For many viewers, 13 Reasons Why, a popular show on Netflix, has become a compulsory binge-watching preoccupation. The movie is about a high school girl, Hannah Baker, who committed suicide by slitting her wrists in which the plot revolves around what led her to this outcome. [This outcome came into being through the] 13 tapes [that she had recorded] to be heard posthumously by those individuals whose every action brought her a step closer to taking the ultimate plunge.

Many claim that this show has caused more harm than good on the impressionable audience as it has overly romanticized, sensationalized, and glamorized suicide. Nonetheless, the purpose of the show was to revive the taboo subject of suicide to sensitize the desensitized and bring forth awareness about the need to be careful and thoughtful with one’s actions and words. But has that been achieved is the big question.

The triggering effect

Many mental health care professionals are concerned about susceptible viewers, people diagnosed with mental illnesses, such as Depression, Bipolar Disorder, and Schizophrenia. This show might be extremely triggering for such individuals. However, according to Psych Central, “The majority of individuals who commit suicide do not have a diagnosable mental illness”.

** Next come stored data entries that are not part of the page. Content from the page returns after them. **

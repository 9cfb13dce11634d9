//! Recorded run history.
//!
//! Every non-deterministic input a run observes (time, activity results,
//! timers) is appended here before the workflow sees it. Replaying a run
//! feeds the same inputs back in order instead of producing new ones.

use std::collections::HashMap;
use std::sync::RwLock;

use chrono::{DateTime, Utc};
use serde::{Deserialize, Serialize};
use serde_json::Value;
use thiserror::Error;

use crate::workflow::{ActivityError, Outcome};

/// A single recorded fact about a run.
#[derive(Debug, Clone, PartialEq, Serialize, Deserialize)]
#[serde(tag = "type", rename_all = "snake_case")]
pub enum HistoryEvent {
    RunStarted { params: Value },
    TimeRecorded { at: DateTime<Utc> },
    ActivityCompleted { name: String, output: Value },
    ActivityFailed { name: String, error: ActivityError },
    TimerFired { deadline: DateTime<Utc> },
    RunCompleted { outcome: Outcome },
    RunRejected { reason: String },
}

impl HistoryEvent {
    /// Whether the event closes the run.
    pub fn is_terminal(&self) -> bool {
        matches!(self, Self::RunCompleted { .. } | Self::RunRejected { .. })
    }

    /// Whether the event is an input replayed back into the workflow.
    pub fn is_command(&self) -> bool {
        matches!(
            self,
            Self::TimeRecorded { .. }
                | Self::ActivityCompleted { .. }
                | Self::ActivityFailed { .. }
                | Self::TimerFired { .. }
        )
    }
}

/// A history event with its position in the run.
#[derive(Debug, Clone, PartialEq, Serialize, Deserialize)]
pub struct HistoryEntry {
    pub seq: u64,
    pub recorded_at: DateTime<Utc>,
    pub event: HistoryEvent,
}

#[derive(Debug, Error)]
pub enum HistoryError {
    #[error("database error: {0}")]
    Database(String),

    #[error("serialization error: {0}")]
    Serialization(String),
}

/// Append-only storage for run histories.
pub trait HistoryStore: Send + Sync {
    /// All entries of `run_id` in sequence order. Unknown runs are empty.
    fn load(&self, run_id: &str) -> Result<Vec<HistoryEntry>, HistoryError>;

    /// Append an event and return its sequence number.
    fn append(
        &self,
        run_id: &str,
        recorded_at: DateTime<Utc>,
        event: &HistoryEvent,
    ) -> Result<u64, HistoryError>;
}

/// Process-local history store.
#[derive(Debug, Default)]
pub struct InMemoryHistoryStore {
    runs: RwLock<HashMap<String, Vec<HistoryEntry>>>,
}

impl InMemoryHistoryStore {
    pub fn new() -> Self {
        Self::default()
    }
}

impl HistoryStore for InMemoryHistoryStore {
    fn load(&self, run_id: &str) -> Result<Vec<HistoryEntry>, HistoryError> {
        let runs = self.runs.read().unwrap();
        Ok(runs.get(run_id).cloned().unwrap_or_default())
    }

    fn append(
        &self,
        run_id: &str,
        recorded_at: DateTime<Utc>,
        event: &HistoryEvent,
    ) -> Result<u64, HistoryError> {
        let mut runs = self.runs.write().unwrap();
        let entries = runs.entry(run_id.to_string()).or_default();
        let seq = entries.len() as u64 + 1;
        entries.push(HistoryEntry {
            seq,
            recorded_at,
            event: event.clone(),
        });
        Ok(seq)
    }
}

This show has reached out to this particular target population as a means of support. For example, people with diagnosable mental illnesses have a form of treatment, which is the administration of pills, but the crowd that commits most of those suicides are ignored and unacknowledged. Hence, it shows this particular group of people that they are being acknowledged by means of relatability. It portrays the “you are not alone in being alone” emotion well.

Shocking sensitisation

Some say it must be censored because the suicide is romanticized in Hannah Baker’s tone of poeticism as it is manifested through the tapes.  As Jennifer Mattern says:

“I believe the show does indeed romanticize the suicide of the Hannah character…. There are also disturbingly graphic scenes depicting both rape (two rapes, to be  specific) and a bloody suicide that are triggering enough for adults—let alone the teen demographic the show is marketed to.”

It is a valid concern that the suicide scene in the movie was way too graphic and unnecessary in some ways, especially because the book doesn’t even mention her suicide method. But the purpose of this particular scene is to depict the severity of suicide to awaken the senses of people so that they would take responsibility of how they treat their peers and better understand that every word and action can create a “butterfly effect”.

Posthumous revenge

Many have said that the show promotes suicide revenge as it depicts that “justice may be elusive in life, [and] it might be achieved through death”. Although the show was about Hannah, it also depicted the lives of those people for whom she recorded those tapes for. Many of them were greatly affected by her suicide. It allows suicidal people to understand that as much as they think they are unimportant, their suicide will hurt those people. This might essentially dissuade people from rationalizing suicide. Also, the show gave us a glance into the lives of Hannah’s wrongdoers whose circumstances, in some instances, were far more severe than hers.

Because of the show, Jennifer Mattern said, “…..as a counsellor for Crisis Text Line [,] [s]ince 13 Reasons Why was released, [our] site traffic has increased alarmingly”. This proves that either the movie has triggered certain viewers to want to commit suicide when they didn’t before and/or that people who have already been suicidal even before viewing the show realized that it is very much worthwhile to reach out for help. Essentially speaking, the movie might have done some harm and might have done some good.